McClellan: 144 years of Wartime Skullduggery

| May 31, 2008

There has been a lot written about the recent book “What Happened” by Scott McClellan, President Bush’s former Press Secretary. I don’t think anyone captured it better than Bob Dole did in an email, not to the media, but to McClellan himself.

When I thought about it, I was stunned at the similarities with a former high-ranking official who left his job in disgrace and then lashed out at a wartime president – also named McClellan.

That of course was Union General George McClellan who served under President Abraham Lincoln.

Both McClellan’s benefited greatly from relationships that their parents had with people in high positions. General McClellan’s father was a close personal friend of General Winfield Scott and Scott McClellan’s mother has been a powerful fixture in Texas politics for years.

Both McClellan’s seemed to have had little experience or qualifications for the jobs foisted upon them. General McClellan, who was only 35 years old at the time, was certainly experienced as a soldier but had never held anything close to the level of command that Lincoln gave him.

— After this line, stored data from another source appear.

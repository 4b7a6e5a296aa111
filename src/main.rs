//! Portfolio Adventure headless runner
//!
//! Plays the game with the autopilot at a fixed timestep and prints the final
//! snapshot as JSON. Usage: `portfolio-adventure [config.json] [catalog.json]`

#[cfg(not(target_arch = "wasm32"))]
fn main() {
    use portfolio_adventure::autopilot::Autopilot;
    use portfolio_adventure::sim::{Engine, GamePhase};
    use portfolio_adventure::{EngineConfig, LevelCatalog, LogNotifier};

    /// Hard stop for runs that never finish (ten minutes of game time)
    const MAX_TICKS: u64 = 10 * 60 * 60;

    env_logger::init();
    log::info!("Portfolio Adventure (headless) starting...");

    let mut args = std::env::args().skip(1);
    let config = args
        .next()
        .map(EngineConfig::load)
        .unwrap_or_default();
    let catalog = match args.next() {
        Some(path) => match LevelCatalog::from_path(&path) {
            Ok(catalog) => catalog,
            Err(e) => {
                log::error!("Failed to load catalog {}: {}", path, e);
                std::process::exit(1);
            }
        },
        None => LevelCatalog::builtin(),
    };
    log::info!("{} levels loaded", catalog.len());

    let tick_ms = config.tick_ms;
    let mut engine = Engine::new(config, catalog).with_notifier(LogNotifier);
    let mut pilot = Autopilot::new(0x5eed);

    engine.start_game();
    let mut ticks = 0u64;
    while ticks < MAX_TICKS {
        match engine.phase() {
            GamePhase::GameOver(_) => break,
            GamePhase::LevelComplete => engine.advance_level(),
            GamePhase::NotStarted | GamePhase::Playing => {}
        }
        for event in pilot.drive(engine.snapshot()) {
            engine.push_input(event);
        }
        engine.tick(tick_ms);
        ticks += 1;
    }

    let session = engine.session();
    log::info!(
        "Finished after {} ticks: {:?}, total score {}",
        ticks,
        session.phase,
        session.total_score + session.score
    );

    match serde_json::to_string_pretty(engine.snapshot()) {
        Ok(json) => println!("{json}"),
        Err(e) => {
            log::error!("Failed to serialize snapshot: {}", e);
            std::process::exit(1);
        }
    }
}

#[cfg(target_arch = "wasm32")]
fn main() {
    // The simulation is driven by the host page on wasm; nothing to run here
}
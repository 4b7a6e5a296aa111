//! Engine configuration
//!
//! Arena geometry, timing and power-up tuning. Loaded from JSON; any field
//! left out falls back to the compile-time defaults in [`crate::consts`].

use std::path::Path;

use glam::Vec2;
use serde::{Deserialize, Serialize};
use thiserror::Error;

use crate::consts::*;
use crate::sim::powerup::PowerUpTuning;

#[derive(Debug, Error)]
pub enum ConfigError {
    #[error("failed to read config: {0}")]
    Io(#[from] std::io::Error),
    #[error("invalid config JSON: {0}")]
    Json(#[from] serde_json::Error),
    #[error("invalid config: {0}")]
    Invalid(String),
}

/// Engine configuration
#[derive(Debug, Clone, PartialEq, Serialize, Deserialize)]
#[serde(default)]
pub struct EngineConfig {
    // === Arena ===
    pub arena_width: f32,
    pub arena_height: f32,
    pub player_width: f32,
    pub player_height: f32,

    // === Timing ===
    /// Fixed simulation step
    pub tick_ms: f64,
    /// Cap on steps run by one `update` call
    pub max_substeps: u32,

    // === Session ===
    pub starting_lives: u8,

    // === Power-ups ===
    pub speed_boost_ms: f64,
    pub speed_boost_multiplier: f32,
    pub bug_shield_ms: f64,

    // === Movement ===
    pub chase_stop_distance: f32,
}

impl Default for EngineConfig {
    fn default() -> Self {
        Self {
            arena_width: ARENA_WIDTH,
            arena_height: ARENA_HEIGHT,
            player_width: PLAYER_SIZE,
            player_height: PLAYER_SIZE,

            tick_ms: TICK_MS,
            max_substeps: MAX_SUBSTEPS,

            starting_lives: STARTING_LIVES,

            speed_boost_ms: SPEED_BOOST_MS,
            speed_boost_multiplier: SPEED_BOOST_MULTIPLIER,
            bug_shield_ms: BUG_SHIELD_MS,

            chase_stop_distance: CHASE_STOP_DISTANCE,
        }
    }
}

impl EngineConfig {
    pub fn arena(&self) -> Vec2 {
        Vec2::new(self.arena_width, self.arena_height)
    }

    pub fn player_size(&self) -> Vec2 {
        Vec2::new(self.player_width, self.player_height)
    }

    pub fn powerup_tuning(&self) -> PowerUpTuning {
        PowerUpTuning {
            speed_boost_ms: self.speed_boost_ms,
            speed_boost_multiplier: self.speed_boost_multiplier,
            bug_shield_ms: self.bug_shield_ms,
        }
    }

    pub fn validate(&self) -> Result<(), ConfigError> {
        if self.arena_width <= 0.0 || self.arena_height <= 0.0 {
            return Err(ConfigError::Invalid("arena dimensions must be positive".to_string()));
        }
        if self.player_width <= 0.0 || self.player_height <= 0.0 {
            return Err(ConfigError::Invalid("player size must be positive".to_string()));
        }
        if self.player_width > self.arena_width || self.player_height > self.arena_height {
            return Err(ConfigError::Invalid("player does not fit in the arena".to_string()));
        }
        if self.tick_ms <= 0.0 {
            return Err(ConfigError::Invalid("tick_ms must be positive".to_string()));
        }
        if self.starting_lives == 0 {
            return Err(ConfigError::Invalid("starting_lives must be at least 1".to_string()));
        }
        Ok(())
    }

    pub fn from_json(json: &str) -> Result<Self, ConfigError> {
        let config: EngineConfig = serde_json::from_str(json)?;
        config.validate()?;
        Ok(config)
    }

    pub fn from_path(path: impl AsRef<Path>) -> Result<Self, ConfigError> {
        let json = std::fs::read_to_string(path)?;
        Self::from_json(&json)
    }

    /// Load from a file, falling back to defaults on any error
    pub fn load(path: impl AsRef<Path>) -> Self {
        let path = path.as_ref();
        match Self::from_path(path) {
            Ok(config) => {
                log::info!("Loaded config from {}", path.display());
                config
            }
            Err(e) => {
                log::warn!("Using default config ({}): {}", path.display(), e);
                Self::default()
            }
        }
    }
}

#[cfg(test)]
mod tests {
    use super::*;

    #[test]
    fn test_defaults_are_valid() {
        let config = EngineConfig::default();
        assert!(config.validate().is_ok());
        assert_eq!(config.starting_lives, 3);
        assert_eq!(config.powerup_tuning(), PowerUpTuning::default());
    }

    #[test]
    fn test_partial_json_fills_defaults() {
        let config = EngineConfig::from_json(r#"{"arena_width": 1024.0, "starting_lives": 5}"#).unwrap();
        assert_eq!(config.arena(), Vec2::new(1024.0, ARENA_HEIGHT));
        assert_eq!(config.starting_lives, 5);
        assert_eq!(config.bug_shield_ms, BUG_SHIELD_MS);
    }

    #[test]
    fn test_invalid_configs_rejected() {
        assert!(matches!(
            EngineConfig::from_json(r#"{"arena_width": 0.0}"#),
            Err(ConfigError::Invalid(_))
        ));
        assert!(matches!(
            EngineConfig::from_json(r#"{"player_width": 900.0}"#),
            Err(ConfigError::Invalid(_))
        ));
        assert!(matches!(
            EngineConfig::from_json(r#"{"tick_ms": "fast"}"#),
            Err(ConfigError::Json(_))
        ));
    }

    #[test]
    fn test_load_missing_file_falls_back() {
        let config = EngineConfig::load("/nonexistent/portfolio-adventure.json");
        assert_eq!(config, EngineConfig::default());
    }
}
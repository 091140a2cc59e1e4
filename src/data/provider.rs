use {
    crate::{
        config::{COINGECKO, CoinGeckoApiConfig},
        domain::MarketRecord,
    },
    anyhow::{Context, Result},
    async_trait::async_trait,
    secrecy::{ExposeSecret, SecretString},
    std::time::Duration,
    thiserror::Error,
};

#[cfg(debug_assertions)]
use crate::config::DF;

#[derive(Debug, Error)]
pub enum FetchError {
    /// The API answered with a non-2xx status.
    #[error("market data request failed with HTTP status {status}")]
    Status { status: u16 },

    #[error("market data request failed: {0}")]
    Transport(#[from] reqwest::Error),

    #[error("could not decode market data payload: {0}")]
    Decode(#[from] serde_json::Error),
}

impl FetchError {
    pub fn status(&self) -> Option<u16> {
        match self {
            FetchError::Status { status } => Some(*status),
            FetchError::Transport(e) => e.status().map(|s| s.as_u16()),
            FetchError::Decode(_) => None,
        }
    }
}

/// Abstract interface for fetching market data.
#[async_trait]
pub trait MarketDataProvider: Send + Sync {
    /// One page of market records. Exactly one outbound request per call.
    async fn fetch_markets(&self) -> Result<Vec<MarketRecord>, FetchError>;
}

pub struct CoinGeckoProvider {
    client: reqwest::Client,
    config: CoinGeckoApiConfig,
    api_key: SecretString,
}

impl CoinGeckoProvider {
    pub fn new(config: CoinGeckoApiConfig, api_key: SecretString) -> Result<Self> {
        let client = reqwest::Client::builder()
            .timeout(Duration::from_millis(config.timeout_ms))
            .build()
            .context("Failed to build HTTP client")?;

        Ok(Self {
            client,
            config,
            api_key,
        })
    }

    fn markets_url(&self) -> String {
        format!(
            "{}{}",
            self.config.base_url.trim_end_matches('/'),
            COINGECKO.rest.markets_path
        )
    }
}

#[async_trait]
impl MarketDataProvider for CoinGeckoProvider {
    async fn fetch_markets(&self) -> Result<Vec<MarketRecord>, FetchError> {
        let url = self.markets_url();

        #[cfg(debug_assertions)]
        if DF.log_provider {
            log::debug!(
                "GET {} (vs_currency={}, per_page={}, page={})",
                url,
                self.config.vs_currency,
                self.config.per_page,
                self.config.page
            );
        }

        let response = self
            .client
            .get(&url)
            .header(COINGECKO.rest.api_key_header, self.api_key.expose_secret())
            .query(&[
                ("vs_currency", self.config.vs_currency.clone()),
                ("order", COINGECKO.markets.order.to_string()),
                ("per_page", self.config.per_page.to_string()),
                ("page", self.config.page.to_string()),
            ])
            .send()
            .await?;

        let status = response.status();
        if !status.is_success() {
            return Err(FetchError::Status {
                status: status.as_u16(),
            });
        }

        let body = response.bytes().await?;
        let records: Vec<MarketRecord> = serde_json::from_slice(&body)?;

        #[cfg(debug_assertions)]
        if DF.log_provider {
            log::debug!("{} returned {} records ({} bytes)", url, records.len(), body.len());
        }

        Ok(records)
    }
}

Scott McClellan, who was also 35 in 2003 when he assumed the Secretary position, had worked in Governor Bush’s press office and later as a Deputy Press Secretary in the White House but never as the top man and certainly never in a position as intensely scrutinized as a president’s Press Secretary.

The performance of both men in these high visibility jobs was criticized almost universally.

Watching Scott McClellan face the White House press corps was painful to anybody who understands media relations and public affairs. He always appeared timid and overly cautious; could not stay on message and seemed to get easily bullied by reporters.

General McClellan’s performance during the Peninsula Campaign of 1862 has become a tactical lesson in poor command, fragmented synchronicity and being operationally uncoordinated.

He did manage a bloody draw against Lee at Antietam but Lincoln had hoped for much more than a bloody draw. McClellan outnumbered Lee 2-1 yet suffered 25% more casualties. The biggest blunder was his refusal to aggressively pursue Lee allowing the Confederate Army to escape intact.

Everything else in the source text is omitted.